Kaïs Saïed se réfère apparemment à une affaire similaire qui s’est produite le même jour à Kasserine. En effet, cinq personnes furent interceptées en possession de devises étrangères. Elles ont été arrêtées sur le champ et incarcérées pour crime terroriste et trafic de devises. Par contre, la juge était accusée de simple infraction de change et relâchée grâce à son immunité judiciaire.
Deux poids, deux mesures. On apprendra plus tard que le Conseil de la justice judiciaire décidait de suspendre la juge en question et de lever son immunité. Ouvrant ainsi la voie à ce que la juge en question soit poursuivie en justice.
Deux versions des faits dans l’affaire de la juge
Mais, revenons aux faits.
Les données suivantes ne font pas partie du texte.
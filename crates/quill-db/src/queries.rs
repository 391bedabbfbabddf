use anyhow::{Result, bail};
use rusqlite::{Connection, OptionalExtension};

use quill_core::ports::{AccountStore, MessageStore};
use quill_types::models::{Account, Message};

use crate::Database;

impl AccountStore for Database {
    fn insert_account(&self, username: &str, password_hash: &str) -> Result<i64> {
        self.with_conn(|conn| {
            let affected = conn.execute(
                "INSERT INTO accounts (username, password) VALUES (?1, ?2)",
                (username, password_hash),
            )?;
            if affected == 0 {
                bail!("account insert affected no rows");
            }
            Ok(conn.last_insert_rowid())
        })
    }

    fn find_account_by_username(&self, username: &str) -> Result<Option<Account>> {
        self.with_conn(|conn| query_account(conn, "username = ?1", username))
    }

    fn find_account_by_id(&self, id: i64) -> Result<Option<Account>> {
        self.with_conn(|conn| query_account(conn, "id = ?1", id))
    }
}

impl MessageStore for Database {
    fn insert_message(&self, author_id: i64, text: &str, posted_at: i64) -> Result<i64> {
        self.with_conn(|conn| {
            let affected = conn.execute(
                "INSERT INTO messages (author_id, body, posted_at) VALUES (?1, ?2, ?3)",
                (author_id, text, posted_at),
            )?;
            if affected == 0 {
                bail!("message insert affected no rows");
            }
            Ok(conn.last_insert_rowid())
        })
    }

    fn find_all_messages(&self) -> Result<Vec<Message>> {
        self.with_conn(|conn| {
            let mut stmt = conn.prepare(
                "SELECT id, author_id, body, posted_at FROM messages ORDER BY id",
            )?;
            let rows = stmt
                .query_map([], row_to_message)?
                .collect::<std::result::Result<Vec<_>, _>>()?;
            Ok(rows)
        })
    }

    fn find_message_by_id(&self, id: i64) -> Result<Option<Message>> {
        self.with_conn(|conn| {
            let row = conn
                .query_row(
                    "SELECT id, author_id, body, posted_at FROM messages WHERE id = ?1",
                    [id],
                    row_to_message,
                )
                .optional()?;
            Ok(row)
        })
    }

    fn delete_message_by_id(&self, id: i64) -> Result<usize> {
        self.with_conn(|conn| Ok(conn.execute("DELETE FROM messages WHERE id = ?1", [id])?))
    }

    fn update_message_text(&self, id: i64, text: &str) -> Result<usize> {
        self.with_conn(|conn| {
            Ok(conn.execute(
                "UPDATE messages SET body = ?1 WHERE id = ?2",
                (text, id),
            )?)
        })
    }

    fn find_messages_by_author(&self, author_id: i64) -> Result<Vec<Message>> {
        self.with_conn(|conn| {
            let mut stmt = conn.prepare(
                "SELECT id, author_id, body, posted_at FROM messages
                 WHERE author_id = ?1 ORDER BY id",
            )?;
            let rows = stmt
                .query_map([author_id], row_to_message)?
                .collect::<std::result::Result<Vec<_>, _>>()?;
            Ok(rows)
        })
    }
}

fn query_account<P: rusqlite::ToSql>(
    conn: &Connection,
    predicate: &str,
    param: P,
) -> Result<Option<Account>> {
    let sql = format!("SELECT id, username, password FROM accounts WHERE {predicate}");
    let row = conn
        .query_row(&sql, [&param], |row| {
            Ok(Account {
                id: Some(row.get(0)?),
                username: row.get(1)?,
                password: row.get(2)?,
            })
        })
        .optional()?;
    Ok(row)
}

fn row_to_message(row: &rusqlite::Row<'_>) -> rusqlite::Result<Message> {
    Ok(Message {
        id: Some(row.get(0)?),
        author_id: row.get(1)?,
        text: row.get(2)?,
        posted_at: row.get(3)?,
    })
}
Mardi, 10 août 2021, les services d’intervention de la douane du gouvernorat de Monastir ont appréhendé au niveau de l’autoroute A1, entre Msaken et El Jem, la voiture d’une juge, une Golf 7. A bord de laquelle se trouvait un sac sur la banquette arrière du véhicule contenant une somme en devises étrangères et des dinars tunisiens. Le tout avoisinant 1,5 million de dinars.
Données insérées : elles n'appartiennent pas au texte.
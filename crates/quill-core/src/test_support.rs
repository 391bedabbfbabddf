//! In-memory implementation of the storage ports for service tests.

use std::collections::BTreeMap;
use std::sync::Mutex;

use anyhow::Result;
use quill_types::models::{Account, Message};

use crate::ports::{AccountStore, MessageStore};

#[derive(Default)]
pub struct MemoryStore {
    inner: Mutex<Inner>,
}

#[derive(Default)]
struct Inner {
    accounts: BTreeMap<i64, Account>,
    messages: BTreeMap<i64, Message>,
    next_account_id: i64,
    next_message_id: i64,
}

impl MemoryStore {
    pub fn new() -> Self {
        Self::default()
    }
}

impl AccountStore for MemoryStore {
    fn insert_account(&self, username: &str, password_hash: &str) -> Result<i64> {
        let mut inner = self.inner.lock().unwrap();
        inner.next_account_id += 1;
        let id = inner.next_account_id;
        inner.accounts.insert(
            id,
            Account {
                id: Some(id),
                username: username.into(),
                password: password_hash.into(),
            },
        );
        Ok(id)
    }

    fn find_account_by_username(&self, username: &str) -> Result<Option<Account>> {
        let inner = self.inner.lock().unwrap();
        Ok(inner
            .accounts
            .values()
            .find(|a| a.username == username)
            .cloned())
    }

    fn find_account_by_id(&self, id: i64) -> Result<Option<Account>> {
        let inner = self.inner.lock().unwrap();
        Ok(inner.accounts.get(&id).cloned())
    }
}

impl MessageStore for MemoryStore {
    fn insert_message(&self, author_id: i64, text: &str, posted_at: i64) -> Result<i64> {
        let mut inner = self.inner.lock().unwrap();
        inner.next_message_id += 1;
        let id = inner.next_message_id;
        inner.messages.insert(
            id,
            Message {
                id: Some(id),
                author_id,
                text: text.into(),
                posted_at,
            },
        );
        Ok(id)
    }

    fn find_all_messages(&self) -> Result<Vec<Message>> {
        let inner = self.inner.lock().unwrap();
        Ok(inner.messages.values().cloned().collect())
    }

    fn find_message_by_id(&self, id: i64) -> Result<Option<Message>> {
        let inner = self.inner.lock().unwrap();
        Ok(inner.messages.get(&id).cloned())
    }

    fn delete_message_by_id(&self, id: i64) -> Result<usize> {
        let mut inner = self.inner.lock().unwrap();
        Ok(usize::from(inner.messages.remove(&id).is_some()))
    }

    fn update_message_text(&self, id: i64, text: &str) -> Result<usize> {
        let mut inner = self.inner.lock().unwrap();
        match inner.messages.get_mut(&id) {
            Some(message) => {
                message.text = text.into();
                Ok(1)
            }
            None => Ok(0),
        }
    }

    fn find_messages_by_author(&self, author_id: i64) -> Result<Vec<Message>> {
        let inner = self.inner.lock().unwrap();
        Ok(inner
            .messages
            .values()
            .filter(|m| m.author_id == author_id)
            .cloned()
            .collect())
    }
}
pub mod api;
pub mod models;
Selon le communiqué de la Douane, cette arrestation intervient suite à des informations portant sur un réseau de trafic de devises auquel appartient la juge en question.
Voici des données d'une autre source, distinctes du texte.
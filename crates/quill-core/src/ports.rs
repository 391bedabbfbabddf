//! Storage ports consumed by the domain services.
//!
//! The services stay storage-agnostic behind these traits; `quill-db`
//! provides the SQLite implementation, tests provide in-memory ones.
//! All methods are synchronous and may block on I/O — callers on an async
//! runtime are expected to run them on a blocking worker.

use anyhow::Result;
use quill_types::models::{Account, Message};

use crate::error::ServiceError;

/// Raw account persistence primitives. No business logic: validation and
/// uniqueness checks happen in the service before these are called.
pub trait AccountStore: Send + Sync {
    /// Inserts a new account and returns the generated id.
    fn insert_account(&self, username: &str, password_hash: &str) -> Result<i64>;

    fn find_account_by_username(&self, username: &str) -> Result<Option<Account>>;

    fn find_account_by_id(&self, id: i64) -> Result<Option<Account>>;
}

/// Raw message persistence primitives.
pub trait MessageStore: Send + Sync {
    /// Inserts a new message and returns the generated id.
    fn insert_message(&self, author_id: i64, text: &str, posted_at: i64) -> Result<i64>;

    fn find_all_messages(&self) -> Result<Vec<Message>>;

    fn find_message_by_id(&self, id: i64) -> Result<Option<Message>>;

    /// Returns the number of rows removed (0 or 1).
    fn delete_message_by_id(&self, id: i64) -> Result<usize>;

    /// Returns the number of rows changed (0 or 1).
    fn update_message_text(&self, id: i64, text: &str) -> Result<usize>;

    fn find_messages_by_author(&self, author_id: i64) -> Result<Vec<Message>>;
}

/// The seam between the message side and the account side: the message
/// service only ever needs to resolve an author id to an account. Keeping
/// this an interface lets the two services be tested independently.
pub trait AccountDirectory: Send + Sync {
    fn find_by_id(&self, id: i64) -> Result<Option<Account>, ServiceError>;
}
Toujours selon la même source, lors de l’interrogatoire, la juge a avoué qu’elle entendait transférer ces sommes d’argent vers une ville du sud tunisien. Et ce, au profit de bandits spécialisés dans le trafic de devises.
Par ailleurs, le porte-parole de la Douane tunisienne et colonel-major, Haythem Zaned, révélait, hier mercredi sur les ondes de Shems FM, que l’argent saisi appartient à un réseau de trafic de devises qui exerce principalement dans la ville d’El Jem et de Msaken. Ajoutant que ce n’est pas la première opération de transport de devises dans laquelle la juge est impliquée. Et que la magistrate « a reconnu avoir transporté une autre somme d’argent précédemment. Nous la considérons comme l’un des membres du réseau de trafic », concluait-il.
A la question de savoir pourquoi elle a été relâchée alors qu’elle a été prise la main dans le sac, le douanier s’est contenté de rappeler que « la remise en liberté des suspects est du ressort du ministère public. La douane n’interfère pas avec les prérogatives de ce dernier. Nous avons seulement pour rôle de continuer l’enquête ».
Corporatisme?
Autre version des faits. La porte-parole de la Cour d’appel de Monastir, Raoudha Berrima, soutient que la juge interceptée en possession d’une grosse somme d’argent en devises étrangères « a nié le fait que cette somme en devises lui appartienne. Elle a voulu tout simplement rendre service à une connaissance. Elle ignorait complètement qu’il s’agissait de devises, reconnaissant seulement le transport d’argent ».
« La suspecte ne s’est pas prévalue de son immunité et le ministère public de Monastir n’avait aucune connaissance de l’enquête lancée depuis des mois par les services douaniers ».
Toutefois, déclarait-elle mardi dernier sur les ondes de Mosaïque FM, la juge est maintenue en liberté compte tenu de sa coopération avec la douane. Car elle a dévoilé le nom de la personne censée recevoir l’argent. Tout en restant soumise à l’interdiction de voyager.
Bref, la juge a été interrogée, interdite de voyage et remise en liberté par son confrère. Par corporatisme?
Après les deux affaires des magistrats, au sommet de l’hiérarchie judiciaire, Taïeb Rached et Béchir Akremi, les Tunisiens apprennent avec sidération qu’un juge sert de « mule » au service des contrebandiers et de trafiquants de devises. En se servant sans vergogne de son immunité judiciaire.
Loin de nous d’incriminer l’immunité judiciaire, clef de voûte du pouvoir judicaire et garant de son indépendance. Ni de mettre dans le même panier les magistrats honnêtes et scrupuleux, et ils sont nombreux, avec les brebis galeuses. Mais, un coup de balai salutaire s’impose au sein des palais de justice. A l’instar de ce qui s’est passé dans l’hémicycle, au lendemain d’un certain 25 juillet 2021.